The idea of Earth Blocks came into Bennetts Associates Architect Nikolay Shahpazov's mind back when he spent time in rural Devon.
He quickly recognised that earth construction would perhaps be the truly the 'greenest' ways of building. What started as a side project materialised when Nikolay joined Bennetts Associates. Himself and others from the Bennetts Associates' dedicated sustainability group continued with the research of Earth Blocks to find out how it could be incorporated into the practice's projects. As well as being the focal point of our art work for this year's RA's summer architecture exhibition, Nikolay spoke to Cecilia Lindstrom for The Journal to learn more about the benefits of unfired earth blocks.
Tribeca will be the first building of its scale to utilise site subsoil as a construction material and with the collaboration with Reef group and H.G. Matthews in hopes to set a pioneering precedent on using Earth Blocks for the construction industry.
Earth blocks use excavated clay from the construction site mixed with sand and straw to produce unfired bricks for the new development. Unlike standard blockwork, which has limited recycling potential, earth blocks can be broken down and reused, or returned to nature at the end of their lifespan.

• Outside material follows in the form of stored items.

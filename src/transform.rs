//! Request body pipeline.
//!
//! Steps run in order on the [`Value`] body, then the pipeline hands the
//! result to the JSON encoder, which is always the last step.

use std::fmt;
use std::sync::Arc;

use chrono::{DateTime, FixedOffset};

use crate::{ClientError, Result, Value};

/// Numeric-offset ISO-8601 layout, e.g. `2024-03-01T10:00:00+02:00`.
const DATE_FORMAT: &str = "%Y-%m-%dT%H:%M:%S%:z";

/// Single body transformation step.
pub type BodyTransform = Arc<dyn Fn(Value) -> Value + Send + Sync>;

/// Formats a date as `YYYY-MM-DDTHH:mm:ss±HH:MM`.
///
/// The offset is always numeric; UTC renders as `+00:00`, never `Z`.
pub fn format_date(date: &DateTime<FixedOffset>, offset: Option<FixedOffset>) -> String {
    match offset {
        Some(offset) => date.with_timezone(&offset).format(DATE_FORMAT).to_string(),
        None => date.format(DATE_FORMAT).to_string(),
    }
}

/// Replaces every date in `value`, at any depth, with its string form.
///
/// Arrays keep order and length, objects keep all of their keys in order and
/// every other value is returned unchanged.
pub fn normalize_dates(value: Value, offset: Option<FixedOffset>) -> Value {
    match value {
        Value::Date(date) => Value::String(format_date(&date, offset)),
        Value::Array(items) => Value::Array(
            items
                .into_iter()
                .map(|item| normalize_dates(item, offset))
                .collect(),
        ),
        Value::Object(entries) => Value::Object(
            entries
                .into_iter()
                .map(|(key, item)| (key, normalize_dates(item, offset)))
                .collect(),
        ),
        other => other,
    }
}

/// Ordered body transformers applied before the request is sent.
#[derive(Clone, Default)]
pub struct TransformPipeline {
    steps: Vec<BodyTransform>,
}

impl fmt::Debug for TransformPipeline {
    fn fmt(&self, f: &mut fmt::Formatter<'_>) -> fmt::Result {
        f.debug_struct("TransformPipeline")
            .field("steps", &self.steps.len())
            .finish()
    }
}

impl TransformPipeline {
    /// Pipeline with no steps; bodies are only JSON-encoded.
    pub fn new() -> Self {
        Self::default()
    }

    /// Pipeline whose first step is [`normalize_dates`].
    pub fn with_date_normalization(offset: Option<FixedOffset>) -> Self {
        let mut pipeline = Self::new();
        pipeline.push(move |value| normalize_dates(value, offset));
        pipeline
    }

    /// Appends a step after the existing ones.
    pub fn push<F>(&mut self, step: F)
    where
        F: Fn(Value) -> Value + Send + Sync + 'static,
    {
        self.steps.push(Arc::new(step));
    }

    pub fn len(&self) -> usize {
        self.steps.len()
    }

    pub fn is_empty(&self) -> bool {
        self.steps.is_empty()
    }

    /// Runs all steps in order.
    pub fn apply(&self, value: Value) -> Value {
        self.steps.iter().fold(value, |value, step| step(value))
    }

    /// Runs all steps, then encodes the result as JSON.
    pub fn encode(&self, value: Value) -> Result<Vec<u8>> {
        let value = self.apply(value);
        serde_json::to_vec(&value).map_err(|err| ClientError::Encode(err.to_string()))
    }
}

#[cfg(test)]
mod tests {
    use chrono::{FixedOffset, TimeZone, Utc};
    use serde_json::json;

    use super::{format_date, normalize_dates, TransformPipeline};
    use crate::Value;

    fn plus_two() -> FixedOffset {
        FixedOffset::east_opt(2 * 3_600).expect("valid offset")
    }

    fn sample_date() -> Value {
        Value::date(
            plus_two()
                .with_ymd_and_hms(2024, 3, 1, 10, 15, 30)
                .single()
                .expect("valid date"),
        )
    }

    #[test]
    fn formats_with_numeric_offset() {
        let date = plus_two()
            .with_ymd_and_hms(2024, 3, 1, 10, 15, 30)
            .single()
            .expect("valid date");
        assert_eq!(format_date(&date, None), "2024-03-01T10:15:30+02:00");
    }

    #[test]
    fn utc_renders_as_zero_offset_not_z() {
        let date = Utc
            .with_ymd_and_hms(2024, 12, 31, 23, 59, 59)
            .single()
            .expect("valid date")
            .fixed_offset();
        assert_eq!(format_date(&date, None), "2024-12-31T23:59:59+00:00");
    }

    #[test]
    fn converts_into_requested_offset() {
        let date = plus_two()
            .with_ymd_and_hms(2024, 3, 1, 0, 30, 0)
            .single()
            .expect("valid date");
        let india = FixedOffset::east_opt(5 * 3_600 + 30 * 60).expect("valid offset");
        let west = FixedOffset::west_opt(5 * 3_600).expect("valid offset");

        assert_eq!(format_date(&date, Some(india)), "2024-03-01T04:00:00+05:30");
        assert_eq!(format_date(&date, Some(west)), "2024-02-29T17:30:00-05:00");
    }

    #[test]
    fn normalizes_dates_at_every_depth() {
        let body = Value::object([
            ("id", Value::from(7)),
            ("createdAt", sample_date()),
            (
                "slots",
                Value::array([sample_date(), Value::Null, Value::text("keep")]),
            ),
            (
                "meta",
                Value::object([
                    ("flag", Value::from(false)),
                    ("nested", Value::object([("until", sample_date())])),
                ]),
            ),
        ]);

        let normalized = normalize_dates(body, None);
        let encoded = serde_json::to_value(&normalized).expect("must serialize");

        assert_eq!(
            encoded,
            json!({
                "id": 7,
                "createdAt": "2024-03-01T10:15:30+02:00",
                "slots": ["2024-03-01T10:15:30+02:00", null, "keep"],
                "meta": {
                    "flag": false,
                    "nested": { "until": "2024-03-01T10:15:30+02:00" }
                }
            })
        );
    }

    #[test]
    fn normalization_preserves_key_order() {
        let body = Value::object([
            ("b", sample_date()),
            ("a", Value::from(1)),
            ("c", Value::array([sample_date()])),
        ]);

        match normalize_dates(body, None) {
            Value::Object(entries) => {
                let keys: Vec<_> = entries.iter().map(|(key, _)| key.as_str()).collect();
                assert_eq!(keys, ["b", "a", "c"]);
            }
            other => panic!("expected object, got {other:?}"),
        }
    }

    #[test]
    fn date_free_body_is_unchanged() {
        let body = Value::from(json!({
            "name": "Kit",
            "scores": [1, 2.5, null],
            "profile": {"active": true, "tags": []}
        }));

        let once = normalize_dates(body.clone(), None);
        assert_eq!(once, body);
        assert_eq!(normalize_dates(once, None), body);
    }

    #[test]
    fn top_level_date_and_scalars() {
        assert_eq!(
            normalize_dates(sample_date(), None),
            Value::text("2024-03-01T10:15:30+02:00")
        );
        assert_eq!(normalize_dates(Value::from(3), None), Value::from(3));
        assert_eq!(normalize_dates(Value::Null, None), Value::Null);
    }

    #[test]
    fn pipeline_runs_steps_in_order_before_encoding() {
        let mut pipeline = TransformPipeline::with_date_normalization(None);
        pipeline.push(|value| match value {
            Value::String(text) => Value::String(format!("{text}!")),
            other => other,
        });
        assert_eq!(pipeline.len(), 2);

        let encoded = pipeline.encode(sample_date()).expect("must encode");
        assert_eq!(encoded, br#""2024-03-01T10:15:30+02:00!""#.to_vec());
    }

    #[test]
    fn empty_pipeline_only_encodes() {
        let pipeline = TransformPipeline::new();
        assert!(pipeline.is_empty());

        let encoded = pipeline
            .encode(Value::object([("at", sample_date())]))
            .expect("must encode");
        assert_eq!(encoded, br#"{"at":"2024-03-01T08:15:30.000Z"}"#.to_vec());
    }
}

As such, the earth block can store the building resource within the walls of the development throughout the lifetime of the building. This living material also brings climatic benefits to buildings – it regulates indoor temperature and humidity levels, and purifies the air by trapping airborne pollutants.
The project is targeting very high BREEAM scores and various other certifications, but the earth blocks brings another dimension to this ambition, because most of the current sustainability certifications don’t necessarily deal with the embodied carbon of materials. Earth blocks has one tenth of the embodied carbon of other commonly specified materials such as blockwork, which is a cement-based product.
Aside from the high energy demand during production, blockwork and concrete manufacturing consumes large quantities of sand, which has led to fast depleting sand supplies and environmentally damaging sea extraction. The low embodied carbon of earth blocks is a great starting point that positions us ahead of what most commercial developments are committing to right now.
We sample the soil in various corners of the site and test this as an earth block mix with HG Matthews, the material manufacturer. Sometimes the excavated material can be contaminated and require treatment, but the soil is pure deep underground even on previously developed land. The deeper strata of the King’s Cross soil is very stiff clay that produces very strong earth block. Once the mix is determined the product will be assessed to specify the technical performance before scaling up production. At least 60% of the excavated earth can normally be used, saving the developer expensive land fill tax.
For The Apex, the earth blocks are used exclusively in the basement in place of concrete blockwork. Earth blocks can be used as load bearing elements for smaller buildings, but because they are unfired, they are weaker than blockwork, requiring a different approach to structural engineering.
There are other manufacturing techniques using dynamic compaction that can produce denser blocks almost twice as strong. Austrian earth construction specialist Martin Rauch has developed an automated method of manufacturing off site rammed earth cladding panels that achieve significant carbon reductions. Increasing the strength and usability of the product will unlock more design opportunities and architectural expressions. It is an incredible material with a tactile quality that connects us with the earth and ancient geological processes. I think it is really beautiful.
Alongside our project work, a team from Bennetts Associates has created ‘Earthcycle: Earth blocks from subsoil’ which is currently being exhibited in the 2022 Royal Academy of Arts’ Architecture Summer Exhibition.